When enabled, the interpolation window length is applied dynamically: it starts from zero and is increased incrementally until the first non-zero amplitude value is found within the window. This prevents the module from computing zero-filled output traces when the static window misses valid data. Default: on. Disable this option only when a fixed interpolation window length is required for consistency testing or benchmarking.
The half-length (ms) of the time window used for the MultiFocusing coherency computation during the partial stack. Input traces are accepted for summation only if their MF-corrected time sample falls within this window of the target output sample. Default: 10 ms. Use larger values when the MF parameters are less accurate (coarse database grid, poor convergence) so that more input samples contribute; use smaller values when the database is well-constrained and high resolution is required.
The half-length (ms) of the stabilisation time window applied after the partial stack to smooth amplitude discontinuities at the edges of the interpolation window. Default: 10 ms. This window reduces ringing artifacts that can appear at sample boundaries when input traces enter or leave the interpolation aperture. Increase this value if you see high-frequency noise introduced at the top or bottom of reflection events in the enhanced output.
Controls how traces are written to the output file. Two options are available:
Direct — the output file is created from scratch (or overwritten) at the start of the run. Use this for a fresh enhancement run.

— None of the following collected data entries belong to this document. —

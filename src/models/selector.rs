//! Parent selection over a ranked population.
//!
//! Selection works on ranks, not on raw objective values: rank 0 is the best
//! chromosome of the population. Parents are drawn with replacement, so one
//! chromosome can parent several children in the same epoch.
//!
//! # Selection Methods
//!
//! ## Uniform
//!
//! Every rank is equally likely. There is no selection pressure beyond what
//! succession applies afterwards.
//!
//! ## Exponential
//!
//! Rank `r` is drawn with weight `e^(-r)`. The best chromosome is about 2.7 times
//! as likely to be drawn as the second best, and ranks past ~40 are effectively
//! never drawn.
//!
//! ```rust
//! use netcap_ga::models::Selector;
//!
//! let exponential: Selector = "exponential".parse()?;
//! let legacy: Selector = "exp".parse()?;
//! assert_eq!(exponential, legacy);
//! # Ok::<(), Box<dyn std::error::Error>>(())
//! ```

use super::ParseModeError;
use rand::Rng;
use rand::distr::Distribution;
use rand::distr::weighted::WeightedIndex;
use serde::{Deserialize, Serialize};
use std::str::FromStr;
use tracing::instrument;

/// Draws `count` ranks uniformly from `0..population`.
fn uniform_selection<R: Rng>(rng: &mut R, population: usize, count: usize) -> Vec<usize> {
    (0..count).map(|_| rng.random_range(0..population)).collect()
}

/// Draws `count` ranks with weight `e^(-rank)`.
fn exponential_selection<R: Rng>(
    rng: &mut R,
    population: usize,
    count: usize,
) -> Result<Vec<usize>, SelectionError> {
    let weights = (0..population).map(|rank| (-(rank as f64)).exp());
    let wheel = WeightedIndex::new(weights)
        .map_err(|e| SelectionError::InvalidWeights(e.to_string()))?;

    Ok((0..count).map(|_| wheel.sample(rng)).collect())
}

/// Parent selection policy.
#[derive(Debug, Clone, Copy, PartialEq, Eq, Serialize, Deserialize)]
#[serde(rename_all = "kebab-case")]
pub enum Selector {
    /// Every rank equally likely.
    #[serde(alias = "rand")]
    Uniform,
    /// Rank `r` weighted by `e^(-r)`.
    #[serde(alias = "exp")]
    Exponential,
}

/// Errors that can occur during parent selection.
#[derive(Debug, thiserror::Error, PartialEq, Eq)]
pub enum SelectionError {
    /// Parents were requested from an empty population.
    #[error("No candidates available for selection")]
    EmptyPopulation,

    /// The rank weights could not be turned into a sampling distribution.
    #[error("Invalid rank weights for exponential selection: {0}")]
    InvalidWeights(String),
}

impl Selector {
    /// Draws `count` parent ranks, with replacement, from a population of
    /// `population` chromosomes sorted best first.
    #[instrument(level = "debug", skip(self, rng), fields(method = ?self))]
    pub(crate) fn select<R: Rng>(
        &self,
        rng: &mut R,
        population: usize,
        count: usize,
    ) -> Result<Vec<usize>, SelectionError> {
        if count == 0 {
            return Ok(Vec::new());
        }

        if population == 0 {
            return Err(SelectionError::EmptyPopulation);
        }

        match self {
            Self::Uniform => Ok(uniform_selection(rng, population, count)),
            Self::Exponential => exponential_selection(rng, population, count),
        }
    }
}

impl FromStr for Selector {
    type Err = ParseModeError;

    fn from_str(s: &str) -> Result<Self, Self::Err> {
        match s {
            "uniform" | "rand" => Ok(Self::Uniform),
            "exponential" | "exp" => Ok(Self::Exponential),
            _ => Err(ParseModeError::new("selection", s, "uniform, exponential")),
        }
    }
}
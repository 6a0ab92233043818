use crate::models::{SelectionError, SettingsError};

#[derive(Debug, thiserror::Error)]
pub enum Error {
    #[error("SettingsError: {0}")]
    SettingsError(#[from] SettingsError),
    #[error("SelectionError: {0}")]
    SelectionError(#[from] SelectionError),
    #[error("Finished: the run has no epochs left")]
    Finished,
}
use super::ParseModeError;
use serde::{Deserialize, Serialize};
use std::str::FromStr;
use tracing::instrument;

/// Policy composing the next population from the previous one and the new children.
///
/// Both policies are elitist: the best chromosome of the previous population is
/// carried over unchanged into slot 0.
#[derive(Debug, Clone, Copy, PartialEq, Eq, Serialize, Deserialize)]
#[serde(rename_all = "kebab-case")]
pub enum Succession {
    /// Pools the previous population (minus the kept best) with the children and keeps
    /// the best `N - 1` of the pool.
    #[serde(alias = "best")]
    ElitistMerge,
    /// Pits the previous rank-`i` chromosome against child `i` and keeps the better
    /// one; the previous chromosome wins ties.
    #[serde(alias = "tourny")]
    ElitistTournament,
}

impl Succession {
    /// Builds the next population.
    ///
    /// `survivors` is the previous population without the kept best, sorted best
    /// first. `children` holds one child per non-elite slot. `score` returns the
    /// objective value (lower is better).
    ///
    /// # Panics
    ///
    /// If `children` does not provide exactly one child per slot, or if the
    /// resulting population is not `survivors.len() + 1` long.
    #[instrument(level = "debug", skip_all, fields(succession = ?self, survivors = survivors.len(), children = children.len()))]
    pub(crate) fn apply<T, F>(&self, best: T, survivors: Vec<T>, children: Vec<T>, score: F) -> Vec<T>
    where
        F: Fn(&T) -> f64,
    {
        let population_size = survivors.len() + 1;
        assert_eq!(
            children.len(),
            survivors.len(),
            "succession requires one child per non-elite slot"
        );

        let mut next = Vec::with_capacity(population_size);
        next.push(best);

        match self {
            Self::ElitistMerge => {
                let mut pool = survivors;
                pool.extend(children);
                // Stable sort: on equal scores survivors precede children
                pool.sort_by(|a, b| score(a).total_cmp(&score(b)));
                pool.truncate(population_size - 1);
                next.extend(pool);
            }
            Self::ElitistTournament => {
                for (old, child) in survivors.into_iter().zip(children) {
                    if score(&child) < score(&old) {
                        next.push(child);
                    } else {
                        next.push(old);
                    }
                }
            }
        }

        assert_eq!(
            next.len(),
            population_size,
            "population size drifted during succession"
        );
        next
    }
}

impl FromStr for Succession {
    type Err = ParseModeError;

    fn from_str(s: &str) -> Result<Self, Self::Err> {
        match s {
            "elitist-merge" | "best" => Ok(Self::ElitistMerge),
            "elitist-tournament" | "tourny" => Ok(Self::ElitistTournament),
            _ => Err(ParseModeError::new(
                "succession",
                s,
                "elitist-merge, elitist-tournament",
            )),
        }
    }
}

Append — new enhanced traces are appended to an existing output file. Use this when resuming a partially completed run or when merging results from multiple offset-class passes into a single output dataset.
Default: Direct. For more information on file writing behaviour, see the Save SEG-Y documentation.
The following custom actions are available from the module context menu:
Show MF bins in storage — displays the set of CO-MF imaging points that are present in the connected database (.kdb file) as a point overlay in the 2D/3D viewer. Use this to verify the spatial coverage of the database before running the enhancement.
Show MF bins for calculation — displays only those CO-MF database imaging points that will actually be used given the current distance and aperture parameter settings. Use this to confirm that the trace selection parameters are reasonable before running the full enhancement.
Create stack — exports a zero-offset (stacked) section of the enhanced data to a SEG-Y file. This provides a quick quality-control view of the enhancement result without running a separate stack module.
Create output fold map — generates a 2D fold map showing how many input traces contribute to each output bin in the current aperture configuration. Review this map to identify under-illuminated areas where trace selection aperture may need to be widened.